Occorre evitare che i maialini geneticamente modificati si trasformino in prosciutti per le tavole dei consumatori che hanno dimostrato in tutto il mondo una forte contrarietà alla
commercializzazione di prodotti alimentari provenienti da animali clonati.

E’ quanto afferma la Coldiretti, in riferimento all’esperimento di laboratorio che ha portato alla nascita dei maialini Apollo e Circe finalizzati alla produzione di organi per xenotrapianti,
nel sottolineare che per fine maggio è atteso del parere definitivo sulla commercializzazione di alimenti provenienti da animali clonati da parte dell’Agenzia europea per la sicurezza
alimentare (Efsa).

Nel progetto preliminare l’Efsa – ricorda la Coldiretti – aveva dato sostanzialmente il via libera scientifico alla vendita di latte e carne provenienti da maiali e mucche clonate e dalla loro
progenie in linea con quanto già deciso in via definitiva negli Stati Uniti dalla Food and Drug Administration (Fda).

Secondo l’Efsa – riferisce la Coldiretti – non ci sono differenze in termini di sicurezza per questi alimenti che presentano componenti nutrizionali nella normalità rispetto a quelli
ottenuti dagli altri animali e nonostante morti e malattie negli animali clonati siano significativamente piu’ alti di quelli degli altri animali, la tecnica della clonazione puo’ essere usata
con successo in bovini e maiali con la percentuale delle malattie che è destinata a diminuire con i progressi tecnologici mentre non si riscontra alcun impatto ambientale. Il progetto di
parere dell’Efsa – continua la Coldiretti – rilevava che i tassi piu’ elevati di malattie e morti riscontrati negli animali clonati non devono preoccupare perché gli animali «non
conformi» sono destinati ad essere scartati dalla catena alimentare mentre non preoccupa neanche la piccola dimensione dei campioni utilizzati negli studi di clonazione.

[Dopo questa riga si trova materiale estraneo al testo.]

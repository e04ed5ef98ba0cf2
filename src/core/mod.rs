//! Core motion and match types.

pub mod types;

pub use types::{normalize_heading, Alliance, DriveParams, HueWindow, Pose, Settle};
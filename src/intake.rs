//! Intake actuator arbitration.
//!
//! The intake motor is shared between the routine executor and the
//! colour-sort monitor. [`IntakeArbiter`] is the only write path to it:
//! every writer goes through the advisory lock, so two contexts can never
//! interleave voltage commands. The lock never blocks; a writer that
//! loses the race skips its write for that cycle.

use crate::error::Result;
use crate::hardware::IntakeMotor;
use crate::shared::SharedState;
use std::sync::atomic::{AtomicBool, Ordering};
use std::sync::Arc;

/// Maximum intake voltage magnitude in millivolts.
pub const INTAKE_MAX_MV: i32 = 12_000;

/// Non-blocking advisory lock over the intake actuator.
///
/// `try_acquire` either takes ownership or reports the lock held; there
/// is no waiting and no ownership queue.
#[derive(Debug, Default)]
pub struct AdvisoryLock {
    held: AtomicBool,
}

impl AdvisoryLock {
    pub fn new() -> Self {
        Self {
            held: AtomicBool::new(false),
        }
    }

    /// Attempt to take the lock. Returns false if it is already held.
    pub fn try_acquire(&self) -> bool {
        self.held
            .compare_exchange(false, true, Ordering::Acquire, Ordering::Relaxed)
            .is_ok()
    }

    /// Release the lock unconditionally.
    pub fn release(&self) {
        self.held.store(false, Ordering::Release);
    }

    /// Is the lock currently held?
    pub fn is_held(&self) -> bool {
        self.held.load(Ordering::Acquire)
    }
}

/// Sole write path to the intake motor.
pub struct IntakeArbiter {
    motor: Arc<dyn IntakeMotor>,
    lock: AdvisoryLock,
    shared: Arc<SharedState>,
}

impl IntakeArbiter {
    pub fn new(motor: Arc<dyn IntakeMotor>, shared: Arc<SharedState>) -> Self {
        Self {
            motor,
            lock: AdvisoryLock::new(),
            shared,
        }
    }

    /// One-shot guarded voltage write. Returns false if the write was
    /// skipped because another context holds the lock.
    pub fn set_millivolts(&self, mv: i32) -> Result<bool> {
        if !self.lock.try_acquire() {
            self.note_contention("voltage");
            return Ok(false);
        }
        let result = self.motor.set_millivolts(clamp_mv(mv));
        self.lock.release();
        result.map(|()| true)
    }

    /// One-shot guarded brake. Returns false if skipped.
    pub fn brake(&self) -> Result<bool> {
        if !self.lock.try_acquire() {
            self.note_contention("brake");
            return Ok(false);
        }
        let result = self.motor.brake();
        self.lock.release();
        result.map(|()| true)
    }

    /// Measured intake velocity, for stall detection.
    pub fn velocity(&self) -> Result<f32> {
        self.motor.velocity()
    }

    /// Currently commanded intake voltage.
    pub fn commanded_millivolts(&self) -> Result<i32> {
        self.motor.millivolts()
    }

    /// Is the actuator currently claimed?
    pub fn is_locked(&self) -> bool {
        self.lock.is_held()
    }

    fn note_contention(&self, what: &str) {
        self.shared.record_lock_contention();
        log::debug!("intake {} write skipped, lock held", what);
    }
}

/// Exclusive hold on the intake for a multi-step override sequence.
///
/// Dropping the hold releases the lock, so an override that is cancelled
/// mid-sequence still hands the actuator back.
pub struct IntakeHold {
    arbiter: Arc<IntakeArbiter>,
}

impl IntakeHold {
    /// Attempt to claim the intake. On contention the shared counter is
    /// incremented and `None` is returned.
    pub fn acquire(arbiter: &Arc<IntakeArbiter>) -> Option<IntakeHold> {
        if arbiter.lock.try_acquire() {
            Some(IntakeHold {
                arbiter: Arc::clone(arbiter),
            })
        } else {
            arbiter.note_contention("hold");
            None
        }
    }

    /// Command a voltage while holding the lock.
    pub fn set_millivolts(&self, mv: i32) -> Result<()> {
        self.arbiter.motor.set_millivolts(clamp_mv(mv))
    }

    /// Brake while holding the lock.
    pub fn brake(&self) -> Result<()> {
        self.arbiter.motor.brake()
    }
}

impl Drop for IntakeHold {
    fn drop(&mut self) {
        self.arbiter.lock.release();
    }
}

fn clamp_mv(mv: i32) -> i32 {
    mv.clamp(-INTAKE_MAX_MV, INTAKE_MAX_MV)
}

#[cfg(test)]
mod tests {
    use super::*;
    use crate::hardware::mock::{IntakeCall, MockIntakeMotor};

    fn arbiter() -> (Arc<IntakeArbiter>, Arc<MockIntakeMotor>, Arc<SharedState>) {
        let motor = Arc::new(MockIntakeMotor::new());
        let shared = Arc::new(SharedState::default());
        let arbiter = Arc::new(IntakeArbiter::new(
            Arc::clone(&motor) as Arc<dyn crate::hardware::IntakeMotor>,
            Arc::clone(&shared),
        ));
        (arbiter, motor, shared)
    }

    #[test]
    fn test_advisory_lock_semantics() {
        let lock = AdvisoryLock::new();
        assert!(lock.try_acquire());
        assert!(!lock.try_acquire());
        lock.release();
        assert!(lock.try_acquire());
        // release is unconditional
        lock.release();
        lock.release();
        assert!(lock.try_acquire());
    }

    #[test]
    fn test_one_shot_write_applies_and_clamps() {
        let (arbiter, motor, shared) = arbiter();
        assert!(arbiter.set_millivolts(20_000).unwrap());
        assert_eq!(motor.commanded_millivolts(), INTAKE_MAX_MV);
        assert!(!arbiter.is_locked());
        assert_eq!(shared.lock_contention(), 0);
    }

    #[test]
    fn test_hold_blocks_one_shot_writes() {
        let (arbiter, motor, shared) = arbiter();
        let hold = IntakeHold::acquire(&arbiter).unwrap();
        hold.brake().unwrap();

        // a concurrent one-shot write is skipped and counted
        assert!(!arbiter.set_millivolts(12_000).unwrap());
        assert_eq!(shared.lock_contention(), 1);
        assert!(motor.is_braked());

        drop(hold);
        assert!(!arbiter.is_locked());
        assert!(arbiter.set_millivolts(12_000).unwrap());
        assert_eq!(
            motor.calls(),
            vec![IntakeCall::Brake, IntakeCall::SetMillivolts(12_000)]
        );
    }

    #[test]
    fn test_second_hold_fails_while_first_exists() {
        let (arbiter, _motor, shared) = arbiter();
        let _hold = IntakeHold::acquire(&arbiter).unwrap();
        assert!(IntakeHold::acquire(&arbiter).is_none());
        assert_eq!(shared.lock_contention(), 1);
    }
}
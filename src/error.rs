//! Error types for spardha-ctl

/// Result type alias
pub type Result<T> = std::result::Result<T, Error>;

/// spardha-ctl error types
#[derive(Debug, thiserror::Error)]
pub enum Error {
    /// I/O error
    #[error("I/O error: {0}")]
    Io(#[from] std::io::Error),

    /// Configuration error
    #[error("Configuration error: {0}")]
    Config(String),

    /// Unsupported device type in config
    #[error("Unsupported device type: {0}")]
    UnsupportedDevice(String),

    /// Routine name not present in the registry
    #[error("Unknown routine: {0}")]
    UnknownRoutine(String),

    /// A routine has already been selected this match
    #[error("A routine has already been selected")]
    RoutineBusy,

    /// Chassis command failed
    #[error("Chassis error: {0}")]
    Chassis(String),

    /// Sensor read failed or device absent
    #[error("Sensor unavailable: {0}")]
    SensorUnavailable(&'static str),

    /// Generic error with message
    #[error("{0}")]
    Other(String),
}

impl From<toml::de::Error> for Error {
    fn from(e: toml::de::Error) -> Self {
        Error::Config(e.to_string())
    }
}

impl From<toml::ser::Error> for Error {
    fn from(e: toml::ser::Error) -> Self {
        Error::Config(e.to_string())
    }
}
//! spardha-ctl - Motion control and sensor arbitration for a competition robot
//!
//! This library is the match-control layer that sits between the driver
//! station and the hardware: it sequences autonomous routines against an
//! external chassis follower, runs the colour-sort monitor that rejects
//! opposing-alliance rings in real time, and arbitrates the one intake
//! motor both of them want to drive.
//!
//! ## Architecture
//!
//! Three execution contexts share the robot at runtime:
//!
//! - **Routine executor**: interprets a routine (an ordered list of
//!   motion and actuator steps) strictly in sequence
//! - **Colour-sort monitor** (~100Hz): samples the optical sensor and,
//!   on an impostor ring, claims the intake for a timed eject sequence
//! - **Skills supervisor**: runs the long skills routine on a background
//!   thread while polling for the operator abort signal
//!
//! The intake motor is the contended resource. Every write goes through
//! the [`intake::IntakeArbiter`], whose non-blocking advisory lock
//! guarantees that only one context commands the motor at a time; a
//! writer that loses the race skips its cycle and the skip is counted.
//!
//! Chassis motion, sensors, and operator input are consumed through the
//! narrow traits in [`hardware`], with mock implementations for
//! hardware-free testing.

pub mod auton;
pub mod config;
pub mod core;
pub mod error;
pub mod hardware;
pub mod intake;
pub mod shared;
pub mod skills;
pub mod sort;

// Re-export commonly used types
pub use config::Config;
pub use error::{Error, Result};
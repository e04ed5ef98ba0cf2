//! Cancellable supervisor for long autonomous routines.
//!
//! Driver skills runs the full skills script during the driver-control
//! period, so the operator must be able to pull the plug at any moment.
//! The supervisor runs the routine on a background thread and polls the
//! abort input; on abort it cancels the routine's token and halts any
//! in-flight chassis motion, then waits for the routine to wind down
//! after its current step. The poll loop also exits when the routine
//! finishes naturally, so no watcher outlives its purpose.

use crate::auton::{CancelToken, Routine, RunOutcome, StepExecutor};
use crate::config::SkillsConfig;
use crate::error::{Error, Result};
use crate::hardware::{Chassis, OperatorInput};
use std::sync::Arc;
use std::thread;
use std::time::Duration;

/// How a supervised run ended.
#[derive(Debug, Clone, Copy, PartialEq, Eq)]
pub enum SkillsOutcome {
    /// The routine ran every step
    Completed,
    /// The operator aborted; the routine stopped after its current step
    Aborted,
}

/// Watches a background routine for the operator abort signal.
pub struct SkillsSupervisor {
    chassis: Arc<dyn Chassis>,
    operator: Arc<dyn OperatorInput>,
    poll_interval: Duration,
}

impl SkillsSupervisor {
    pub fn new(
        chassis: Arc<dyn Chassis>,
        operator: Arc<dyn OperatorInput>,
        config: &SkillsConfig,
    ) -> Self {
        Self {
            chassis,
            operator,
            poll_interval: Duration::from_millis(config.poll_interval_ms),
        }
    }

    /// Run `routine` on a background thread, blocking until it completes
    /// or the operator aborts it.
    ///
    /// On abort, `cancel_all_motions` is issued exactly once so the
    /// in-flight motion returns immediately; the routine thread then
    /// observes its token and stops.
    pub fn run(&self, executor: Arc<StepExecutor>, routine: Routine) -> Result<SkillsOutcome> {
        let cancel = CancelToken::new();
        let token = cancel.clone();
        let name = routine.name.clone();
        let handle = thread::Builder::new()
            .name("skills-routine".to_string())
            .spawn(move || executor.run(&routine, &token))?;

        log::info!("skills supervisor watching \"{}\" for abort", name);
        let mut aborted = false;
        loop {
            if !aborted && self.operator.abort_pressed() {
                log::warn!("skills abort requested");
                cancel.cancel();
                self.chassis.cancel_all_motions();
                aborted = true;
            }
            if handle.is_finished() {
                break;
            }
            thread::sleep(self.poll_interval);
        }

        let outcome = handle
            .join()
            .map_err(|_| Error::Other(format!("routine \"{}\" panicked", name)))??;
        Ok(match outcome {
            RunOutcome::Completed => SkillsOutcome::Completed,
            RunOutcome::Cancelled => SkillsOutcome::Aborted,
        })
    }
}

La commercializzazione di carne, latte e formaggi proveniente da animali clonati è un rischio inaccettabile che – sostiene la Coldiretti – oltre ad un problema di scelta consapevole da
parte dei consumatori e di rispetto della biodiversità pone evidenti perplessità di natura etica che occorre affrontare prima che sia troppo tardi. Se la netta contrarietà
dei consumatori americani ha costretto le principali industrie alimentari statunitensi come la Dean Food ad impegnarsi formalmente a non utilizzare il latte prodotto da mucche clonate, secondo
un sondaggio on line sul sito www.coldiretti.it in Italia meno di uno su dieci (8 per cento) ritiene che la scienza abbia dimostrato che questi alimenti sono perfettamente equivalenti agli
altri ed è quindi necessario consentirne la vendita senza alcun tipo di indicazione.